藤原頼通が関白を辞めたのは、自らの政権が終わりを迎えたからではなく、藤原摂関政治が一旦は終わりを迎えたと考えたからであった。ここで自分が関白として政界に残り続けてしまったら、権力にしがみつく老害として藤原摂関政治が記憶され、尊仁親王のあとの藤原摂関政治の再開が困難になると考えたからである。それよりもここは、一刻も早く尊仁親王の政権を登場させ、花山天皇がそうであったように、三条天皇がそうであったように、藤原摂関政治に対する庶民の声を、反発から、再開を望む声へと変えさせる必要であった。
しかし、それは残された藤原摂関家の者にとってはあまりにも残酷で身勝手な話である。庶民の反発をまともにくらい続けなければならない上に、天皇からも敵と弾劾され続けなければならないのだ。たしかに、花山天皇のときも、三条天皇のときも、藤原摂関家の面々は、庶民の反発にも、天皇から敵と弾劾されることにも耐え続け、藤原摂関政治を復活させてきた。それも、より強固なものとして復活させてきた。ただ、祖先が耐えてきたという前例と、自分も耐えなければならないという現実は同じではない。
尊仁親王はこのとき三五歳。申し分ない年齢である上に、皇太子として二三年のキャリアを積み、さらに、およそ四半世紀に渡って自らを中心とする組織作りに成功していたのだ。それも、藤原摂関家の面々をも中に取り込む組織作りに成功していたのだ。つまり、主張は強固なものであったが、藤原摂関政治の復活を望む声があったとしても尊仁親王の組織そのものが藤原摂関政治の復活にも応えうる組織になっていたのだ。
尊仁親王が帝位に就いたなら政治家生命の終わりを迎えると考える者の多くは、最後の望みを捨てきれずにいた。それは、後冷泉天皇の復帰と、後冷泉天皇の元に皇子が生まれることである。そうすればこれまで通りの藤原摂関政治は続き、自らの政治家生命も継続する。藤原頼通の関白復帰は、その最後の望みが実現するための必要なプロセスであった。
後冷泉天皇の復帰を願う声は叶わなかった。
治暦四(一〇六八)年二月一日、後冷泉天皇が意識不明の重体となったことが公表された。

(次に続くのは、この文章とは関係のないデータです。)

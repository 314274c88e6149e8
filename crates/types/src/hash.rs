//! 256-bit identifiers using Blake3.

use serde::{Deserialize, Serialize};
use std::fmt;

/// A 32-byte Blake3 digest.
///
/// Used as the identifier of blocks and as the digest behind every signed
/// message. Ordered so it can key `BTreeMap`s deterministically.
#[derive(Clone, Copy, PartialEq, Eq, Hash, PartialOrd, Ord, Serialize, Deserialize)]
#[serde(transparent)]
pub struct Hash([u8; 32]);

impl Hash {
    /// Size of hash in bytes.
    pub const BYTES: usize = 32;

    /// Zero hash (all bytes are 0x00).
    pub const ZERO: Self = Self([0u8; 32]);

    /// Hash arbitrary bytes.
    pub fn from_bytes(bytes: &[u8]) -> Self {
        let hash = blake3::hash(bytes);
        Self(*hash.as_bytes())
    }

    /// Wrap raw digest bytes without hashing them again.
    pub const fn from_raw(bytes: [u8; 32]) -> Self {
        Self(bytes)
    }

    /// Hash several byte slices as one stream.
    pub fn from_parts(parts: &[&[u8]]) -> Self {
        let mut hasher = blake3::Hasher::new();
        for part in parts {
            hasher.update(part);
        }
        Self(*hasher.finalize().as_bytes())
    }

    /// Parse hash from hex string.
    pub fn from_hex(hex: &str) -> Result<Self, HexError> {
        if hex.len() != 64 {
            return Err(HexError::InvalidLength {
                expected: 64,
                actual: hex.len(),
            });
        }

        let mut bytes = [0u8; 32];
        hex::decode_to_slice(hex, &mut bytes).map_err(|_| HexError::InvalidHex)?;

        Ok(Self(bytes))
    }

    /// Convert hash to hex string.
    pub fn to_hex(&self) -> String {
        hex::encode(self.0)
    }

    /// Get bytes as slice reference.
    pub fn as_bytes(&self) -> &[u8; 32] {
        &self.0
    }

    /// Interpret the first 8 bytes as a big-endian u64.
    pub fn prefix_u64(&self) -> u64 {
        let mut prefix = [0u8; 8];
        prefix.copy_from_slice(&self.0[..8]);
        u64::from_be_bytes(prefix)
    }

    /// Check if this is the zero hash.
    pub fn is_zero(&self) -> bool {
        self.0.iter().all(|&b| b == 0)
    }
}

impl fmt::Debug for Hash {
    fn fmt(&self, f: &mut fmt::Formatter<'_>) -> fmt::Result {
        let hex = self.to_hex();
        write!(f, "Hash({}..{})", &hex[..8], &hex[56..])
    }
}

impl fmt::Display for Hash {
    fn fmt(&self, f: &mut fmt::Formatter<'_>) -> fmt::Result {
        write!(f, "{}", self.to_hex())
    }
}

/// Errors that can occur when parsing hex strings.
#[derive(Debug, Clone, PartialEq, Eq, thiserror::Error)]
pub enum HexError {
    /// Invalid hex string length.
    #[error("Invalid hex length: expected {expected}, got {actual}")]
    InvalidLength {
        /// Expected length.
        expected: usize,
        /// Actual length.
        actual: usize,
    },

    /// Invalid hex characters.
    #[error("Invalid hex string")]
    InvalidHex,
}
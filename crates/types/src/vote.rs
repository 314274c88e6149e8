//! Block votes.

use crate::{block_vote_message, Hash, KeyPair, PublicKey, Signature, ValidatorId, View};
use serde::{Deserialize, Serialize};

/// A vote for a block.
///
/// Votes for the same (voter, block) are interchangeable: the store keeps the
/// latest one and counts the voter once.
#[derive(Debug, Clone, PartialEq, Eq, Serialize, Deserialize)]
pub struct Vote {
    /// View of the block being voted on.
    pub view: View,

    /// Validator casting the vote.
    pub voter: ValidatorId,

    /// Identifier of the block being voted on.
    pub block_id: Hash,

    /// Signature over `block_vote_message(view, block_id)`.
    pub signature: Signature,
}

impl Vote {
    /// Create and sign a vote.
    pub fn new(view: View, block_id: Hash, voter: ValidatorId, signing_key: &KeyPair) -> Self {
        let signature = signing_key.sign(&block_vote_message(view, &block_id));
        Self {
            view,
            voter,
            block_id,
            signature,
        }
    }

    /// The message that was signed.
    pub fn signing_message(&self) -> Vec<u8> {
        block_vote_message(self.view, &self.block_id)
    }

    /// Verify the signature against the voter's public key.
    pub fn verify(&self, public_key: &PublicKey) -> bool {
        public_key.verify(&self.signing_message(), &self.signature)
    }
}

#[cfg(test)]
mod tests {
    use super::*;
    use crate::KeyType;

    #[test]
    fn test_vote_signature_binds_block_and_view() {
        let key = KeyPair::from_seed(KeyType::Bls12381, &[3; 32]).unwrap();
        let block_id = Hash::from_bytes(b"block");
        let vote = Vote::new(View(4), block_id, ValidatorId(3), &key);
        assert!(vote.verify(&key.public_key()));

        let mut moved = vote.clone();
        moved.view = View(5);
        assert!(!moved.verify(&key.public_key()));

        let mut retargeted = vote;
        retargeted.block_id = Hash::from_bytes(b"other");
        assert!(!retargeted.verify(&key.public_key()));
    }
}
//! Payload source consumed by runners when a replica leads a view.

use canopy_types::Payload;
use std::collections::VecDeque;

/// Supplies transaction batches for proposals.
pub trait Mempool: Send {
    /// Take up to `max` transactions. May return an empty payload.
    fn get_payload(&mut self, max: usize) -> Payload;
}

/// First-in first-out transaction queue.
#[derive(Debug, Default)]
pub struct QueueMempool {
    queue: VecDeque<Vec<u8>>,
}

impl QueueMempool {
    /// Create an empty mempool.
    pub fn new() -> Self {
        Self::default()
    }

    /// Queue a raw transaction.
    pub fn submit(&mut self, transaction: Vec<u8>) {
        self.queue.push_back(transaction);
    }

    /// Number of queued transactions.
    pub fn len(&self) -> usize {
        self.queue.len()
    }

    /// True if nothing is queued.
    pub fn is_empty(&self) -> bool {
        self.queue.is_empty()
    }
}

impl Mempool for QueueMempool {
    fn get_payload(&mut self, max: usize) -> Payload {
        let take = max.min(self.queue.len());
        Payload::new(self.queue.drain(..take).collect())
    }
}

#[cfg(test)]
mod tests {
    use super::*;

    #[test]
    fn test_payload_is_fifo_and_bounded() {
        let mut mempool = QueueMempool::new();
        for i in 0..5u8 {
            mempool.submit(vec![i]);
        }

        let payload = mempool.get_payload(3);
        assert_eq!(payload.transactions, vec![vec![0], vec![1], vec![2]]);
        assert_eq!(mempool.len(), 2);
        assert_eq!(mempool.get_payload(10).len(), 2);
        assert!(mempool.get_payload(10).is_empty());
    }
}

同年三月二三日、一度は関白に復帰した藤原頼通が、再び関白を辞任したことが正式に公表された。ただし、寺院に強い影響力を与えることのできる一民間人として、後冷泉天皇の病状回復を祈る加持祈祷への援助はするとも公表された。実際、仁和寺や法成寺では、藤原頼通の名での大規模な加持祈祷が開催されている。
しかし、こうした加持祈祷は何の効果も為さなかった。
朝廷は尊仁親王の時代を作りはじめた。
治暦四(一〇六八)年四月一六日、左大臣藤原教通が関白に就任。同日、それまで女御であった藤原歓子が、関白の娘であることから皇后へ昇格することとなった。ただし、後冷泉天皇の宣命はない。
また、藤原歓子の皇后昇格に伴い、皇太后禎子内親王が太皇太后に、中宮章子内親王が皇太后に、皇后藤原寛子が中宮になった。なお、史料によっては四月一六日ではなく四月一七日のことであるとするものもある。
そして、四月一九日の寅刻。後冷泉天皇薨去。同日、尊仁親王が践祚し、天皇としての職務をスタートさせた。後三条天皇の治世の始まりである。
後三条天皇は天皇に就任したその日の戌刻、現在の時制で言うと夜八時頃、左大臣藤原教通をはじめとする主だった貴族を集め、自らの治世の開始を宣言した。と同時に、一六歳を迎えていた皇子の貞仁王を貞仁親王とすると表明した。この時点ではまだ正式な皇太子となったわけではないが、皇位継承権筆頭権者としてのごく普通の処遇である。
その後、この場で左大臣藤原教通を関白に任命した。摂政と関白の二つの職務は、天皇個人が任命する職務であり、薨去による践祚であろうと、譲位による践祚であろうと、天皇が変わったら新たに選びなおす必要がある。これをしないと、摂政も関白も置かないという親政を宣言することとなる。このニュースを聞いた当時の人たちは、急進的な改革を主張し続けてきた尊仁親王の、いや、歴史における即位後の呼び名で記すと後三条天皇の治世が、想定していたよりも穏やかなものとして始まると考えた。